Oh fuck. I almost forgot. It's the Wednesday before the Thursday, which means it's Thanksgiving day at the school. This year they're putting on a play entitled: Plymouth Rockz the Kidz, which is a rock opera a la Cats, but with pilgrims instead of pussies, that I've agreed to be part of. Agreed is a strong word; more like I was strong armed by my wife, children and the entire parent-teacher association at Kreative Kidz Progressive School. The only reason that school can call itself progressive is because they keep upping the bill.

"Okay," I say, pushing the beak away from my face as she blows. "Let's save the whistle until after Daddy has had his coffee." And possibly a double scotch.

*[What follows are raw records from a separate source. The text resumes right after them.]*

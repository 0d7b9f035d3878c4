//! Session creation and reuse against the Semantria auth server.

use thiserror::Error;
use tracing::{debug, info};

use super::session::SessionResponse;
use super::{Credentials, Session};
use crate::api::{HttpExecutor, RequestOutcome, SignedRequest};
use crate::cache::SessionCache;
use crate::config::Config;

/// Application key identifying SDK clients to the auth server
pub const APP_KEY: &str = "cd954253-acaf-4dfa-a417-0a8cfb701f12";

/// Field of the auth server's error body carrying the message
const ERROR_MESSAGE_FIELD: &str = "error_message";

#[derive(Error, Debug)]
pub enum AuthError {
    /// The auth server rejected the request. `status` is 0 when the server
    /// could not be reached at all.
    #[error("Authentication error ({status}): {message}")]
    Credential { status: u16, message: String },

    #[error("Invalid session response: {0}")]
    InvalidSession(String),
}

impl AuthError {
    pub fn status(&self) -> Option<u16> {
        match self {
            AuthError::Credential { status, .. } => Some(*status),
            AuthError::InvalidSession(_) => None,
        }
    }

    pub fn is_transport_failure(&self) -> bool {
        self.status() == Some(0)
    }

    fn from_outcome(outcome: &RequestOutcome) -> Self {
        let message = if outcome.is_transport_failure() {
            "no response from auth server".to_string()
        } else {
            outcome.error_field(ERROR_MESSAGE_FIELD).unwrap_or_default()
        };
        AuthError::Credential {
            status: outcome.status,
            message,
        }
    }
}

/// One request to the session endpoint.
#[derive(Debug, Clone, PartialEq, Eq)]
pub enum SessionAttempt {
    /// Validate a cached session id without sending the password.
    Cached(String),
    /// Log in with the credentials.
    Fresh,
}

impl SessionAttempt {
    /// Attempt to make when this one finds its session expired (404).
    /// Only a cached attempt has one, which bounds the retry to a single
    /// fresh login.
    pub fn fallback(&self) -> Option<SessionAttempt> {
        match self {
            SessionAttempt::Cached(_) => Some(SessionAttempt::Fresh),
            SessionAttempt::Fresh => None,
        }
    }
}

pub struct AuthService {
    executor: HttpExecutor,
    auth_url: String,
    cache: SessionCache,
}

impl AuthService {
    pub fn new(executor: HttpExecutor, config: &Config) -> Self {
        Self {
            executor,
            auth_url: config.auth_url.trim_end_matches('/').to_string(),
            cache: SessionCache::new(config.session_dir.clone()),
        }
    }

    pub fn with_auth_url(mut self, auth_url: &str) -> Self {
        self.auth_url = auth_url.trim_end_matches('/').to_string();
        self
    }

    pub fn with_cache(mut self, cache: SessionCache) -> Self {
        self.cache = cache;
        self
    }

    pub fn auth_url(&self) -> &str {
        &self.auth_url
    }

    pub fn cache(&self) -> &SessionCache {
        &self.cache
    }

    /// Check a username/password pair. Does not keep or cache the session.
    pub async fn authenticate(&self, username: &str, password: &str) -> Result<(), AuthError> {
        let credentials = Credentials::new(username, password);
        let outcome = self.send(&SessionAttempt::Fresh, &credentials).await;

        if outcome.status == 200 {
            Ok(())
        } else {
            Err(AuthError::from_outcome(&outcome))
        }
    }

    /// Get a session for `username`.
    ///
    /// With `reuse_existing`, a cached session id is validated first. If the
    /// server no longer knows it, one fresh login follows. Any failure clears
    /// the cached record.
    pub async fn get_session(
        &self,
        username: &str,
        password: &str,
        reuse_existing: bool,
    ) -> Result<Session, AuthError> {
        let credentials = Credentials::new(username, password);
        let cached = if reuse_existing { self.cache.load(username) } else { None };
        let attempt = match cached {
            Some(id) => SessionAttempt::Cached(id),
            None => SessionAttempt::Fresh,
        };

        let mut outcome = self.send(&attempt, &credentials).await;
        if outcome.status == 404 {
            if let Some(next) = attempt.fallback() {
                info!(username, "Cached session expired, logging in again");
                outcome = self.send(&next, &credentials).await;
            }
        }

        self.accept(&outcome, username)
    }

    /// Forget the cached session record.
    pub fn invalidate(&self) {
        self.cache.clear();
    }

    async fn send(&self, attempt: &SessionAttempt, credentials: &Credentials) -> RequestOutcome {
        let request = match attempt {
            SessionAttempt::Cached(id) => {
                SignedRequest::get(format!("{}/session/{}.json", self.auth_url, id))
            }
            SessionAttempt::Fresh => SignedRequest::post(format!("{}/session.json", self.auth_url))
                .with_header("Content-Type", "application/json")
                .with_body(credentials.payload().to_string()),
        };
        let kind = match attempt {
            SessionAttempt::Cached(_) => "cached",
            SessionAttempt::Fresh => "fresh",
        };
        debug!(attempt = kind, username = %credentials.username, "Requesting session");

        self.executor.execute(&request.with_param("appkey", APP_KEY)).await
    }

    fn accept(&self, outcome: &RequestOutcome, username: &str) -> Result<Session, AuthError> {
        if outcome.status != 200 {
            self.cache.clear();
            return Err(AuthError::from_outcome(outcome));
        }

        let body = outcome.body_text.as_deref().unwrap_or_default();
        let response: SessionResponse =
            serde_json::from_str(body).map_err(|e| AuthError::InvalidSession(e.to_string()))?;
        let session = response
            .into_session()
            .map_err(|field| AuthError::InvalidSession(format!("missing {}", field)))?;

        self.cache.save(&session.id, username);
        debug!(username, "Session established");
        Ok(session)
    }
}
//! Utility functions for string formatting and validation.

pub mod format;

// Re-export commonly used functions at module level
pub use format::{is_email, truncate_string};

Just then, Teddy barrels through the door wearing a cowboy hat, boots, a t-shirt with Woody from Toy Story on it and the dirtiest, ripped jeans I have ever seen. They look like they met a lawn mower, put up a fight and lost.

"I'm the sheriff and I'm running you out of town," Teddy says with an accent that's more pirate than Wild West as he jumps on the bed, pulling his fluorescent green water pistol from a holster around his waist that's really an old tool belt Taylor gave him, and sprays Phoebe.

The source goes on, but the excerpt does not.